16S rRNA-Sequenzierung kann auch die Erkennung und Identifizierung von pathogenen Mikroben in den Körpergeweben erleichtern, die möglicherweise mit der Todesursache in Verbindung stehen, wie zum Beispiel bakteriellen Infektionen.
Referenzen:
- Hou W, Wang S, Dong H, et al. Eine umfassende Volkszählung der mikrobiellen Vielfalt in heißen Quellen von Tengchong, Provinz Yunnan, China, unter Verwendung von 16S rRNA-Gen-Pyrosequenzierung. PloS One, 2013, 8(1): e53350.
- Qian Y, Yang X, Xu S, et al. Nachweis des mikrobiellen 16S rRNA-Gens im Blut von Patienten mit Parkinson-Krankheit. Grenzen der Altersneurowissenschaften, 2018, 10: 156.
- Du J, Xiao K, Huang Y, et al. Saisonale und räumliche Vielfalt von mikrobiellen Gemeinschaften in marinen Sedimenten des Südchinesischen Meeres. Antonie van Leeuwenhoek, 2011, 100: 317-331.
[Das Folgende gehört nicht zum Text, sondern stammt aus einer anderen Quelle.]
// volctl-mcp: system volume control served over MCP on stdio.

use std::sync::Arc;

use anyhow::{Context, Result};
use clap::{Parser, ValueEnum};
use volctl_core::{system_mixer, FakeMixer, Mixer, VolumeController};
use volctl_mcp::resources::ResourceRegistry;
use volctl_mcp::server::McpServer;
use volctl_mcp::tools::{
    ApplyPresetTool, GetVolumeTool, MuteTool, SetVolumeTool, ToggleMuteTool, ToolRegistry,
    UnmuteTool,
};

#[derive(Parser, Debug)]
#[command(name = "volctl-mcp")]
#[command(about = "Windows system-volume control over MCP (stdio)", long_about = None)]
struct Args {
    /// Mixer backend to drive
    #[arg(long, value_enum, env = "VOLCTL_MIXER", default_value = "system")]
    mixer: MixerKind,

    /// Log filter used when RUST_LOG is not set
    #[arg(long, env = "VOLCTL_LOG_LEVEL", default_value = "info")]
    log_level: String,
}

#[derive(Debug, Clone, Copy, ValueEnum)]
enum MixerKind {
    /// Default OS render endpoint
    System,
    /// In-memory mixer, for development off-Windows
    Fake,
}

// The COM apartment belongs to the thread that initialized it, so the
// whole server stays on one thread.
#[tokio::main(flavor = "current_thread")]
async fn main() -> Result<()> {
    let args = Args::parse();

    // Stdout is the protocol channel; all logging goes to stderr.
    tracing_subscriber::fmt()
        .with_env_filter(
            tracing_subscriber::EnvFilter::try_from_default_env()
                .unwrap_or_else(|_| args.log_level.clone().into()),
        )
        .with_writer(std::io::stderr)
        .with_target(false)
        .init();

    let mixer: Box<dyn Mixer> = match args.mixer {
        MixerKind::System => {
            system_mixer().context("failed to open the system audio endpoint")?
        }
        MixerKind::Fake => {
            tracing::info!("using the in-memory fake mixer");
            Box::new(FakeMixer::default())
        }
    };

    let controller = Arc::new(VolumeController::new(mixer));

    let mut tools = ToolRegistry::new();
    tools.register(Arc::new(GetVolumeTool::new(controller.clone())))?;
    tools.register(Arc::new(SetVolumeTool::new(controller.clone())))?;
    tools.register(Arc::new(MuteTool::new(controller.clone())))?;
    tools.register(Arc::new(UnmuteTool::new(controller.clone())))?;
    tools.register(Arc::new(ToggleMuteTool::new(controller.clone())))?;
    tools.register(Arc::new(ApplyPresetTool::new(controller.clone())))?;

    let resources = ResourceRegistry::new(controller);

    tracing::info!(tools = tools.len(), "volctl MCP server starting");

    let server = McpServer::new(tools, resources);
    server.run().await
}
- He K, Liu M, Wang Q, et al. Kombinierte Analyse von 16S rDNA-Sequenzierung und Metabolomik zur Suche nach Biomarkern für durch Medikamente induzierte Leberschäden. Wissenschaftliche Berichte, 2023, 13(1): 15138.
- Morel A S, Dubourg G, Prudent E, et al. Komplementarität zwischen gezielter Echtzeit-spezifischer PCR und konventioneller breiter 16S rDNA PCR in der syndromgesteuerten Diagnose von Infektionskrankheiten. Europäische Zeitschrift für klinische Mikrobiologie und Infektionskrankheiten, 2015, 34: 561-570.
- Prabhavathy G, Rajasekara M, Senthilkumar B. Identifizierung von industriell wichtigen alkalischen Protease-produzierenden Bacillus subtilis durch 16S rRNA-Sequenzanalyse und deren Anwendungen. Int. J. Forsch. Pharma. Biomed. Wiss., 2013, 4: 332-338.
- Hu N, Lei M, Zhao X, et al. Analyse der Mikrobiota in Hainan Yucha während der Fermentation durch hochdurchsatzsequenzierung des 16S rRNA-Gens. Zeitschrift für Lebensmittelverarbeitung und -konservierung, 2020, 44(7): e14523.
- Wang S, Song F, Gu H, et al. Vergleichende Bewertung der Speichel- und Wangenschleimhautmikrobiota durch 16S rRNA-Sequenzierung für forensische Untersuchungen. Grenzen der Mikrobiologie, 2022, 13: 777882.
- Speruda M, Piecuch A, Borzęcka J u. a. Mikrobielle Spuren und ihre Rolle in der forensischen Wissenschaft. Journal für Angewandte Mikrobiologie, 2022, 132(4): 2547-2557.